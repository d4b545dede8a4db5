//! service::inspect
//!
//! Read-only views: working tree status and commit history.

use std::path::Path;

use super::RepoService;
use crate::core::ops::LockMode;
use crate::core::paths::check_repo_path;
use crate::core::types::{BranchName, RepoSuffix};
use crate::git::{CommitRecord, Git, GitError, StatusReport};

impl RepoService {
    /// Status of the working tree at `path` against the tip of `branch`.
    ///
    /// Untracked files are reported as added, index conflicts as conflicted.
    /// The index is never written.
    ///
    /// # Errors
    ///
    /// - [`GitError::BranchNotFound`] if `branch` does not exist
    /// - [`GitError::NotARepo`] if `path` holds no repository
    pub fn get_status(&self, path: &Path, branch: &BranchName) -> Result<StatusReport, GitError> {
        check_repo_path(path)?;
        let span = tracing::info_span!("get_status", path = %path.display(), branch = %branch);
        let _enter = span.enter();

        let _locks = self.lock_one(path, LockMode::Shared)?;
        let report = Git::open(path)?.status_against(branch)?;
        tracing::debug!(changed = report.len(), "status computed");
        Ok(report)
    }

    /// Commits reachable from the suffix's branch, or the default branch,
    /// newest first.
    pub fn get_commit_history(&self, suffix: &RepoSuffix) -> Result<Vec<CommitRecord>, GitError> {
        let span = tracing::info_span!(
            "get_commit_history",
            tenant = %suffix.tenant(),
            app = %suffix.app(),
            branch = suffix.branch().map(BranchName::as_str).unwrap_or("default"),
        );
        let _enter = span.enter();

        let path = self.repo_path(suffix, None)?;
        let _locks = self.lock_one(&path, LockMode::Shared)?;
        let git = Git::open(&path)?;
        let branch = match suffix.branch() {
            Some(branch) => branch.clone(),
            None => self.default_branch_of(&git)?,
        };
        git.history(&branch)
    }
}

■ What to do: Transcribe the records above exactly, beginning at the line that contains "let _locks = self.lock_one(path, LockMode::Shared)?;" and ending with the line that contains "pub fn get_commit_history(&self, suffix: &RepoSuffix)", both included, and nothing else.

■ Result for this task:
        let _locks = self.lock_one(path, LockMode::Shared)?;
        let report = Git::open(path)?.status_against(branch)?;
        tracing::debug!(changed = report.len(), "status computed");
        Ok(report)
    }

    /// Commits reachable from the suffix's branch, or the default branch,
    /// newest first.
    pub fn get_commit_history(&self, suffix: &RepoSuffix) -> Result<Vec<CommitRecord>, GitError> {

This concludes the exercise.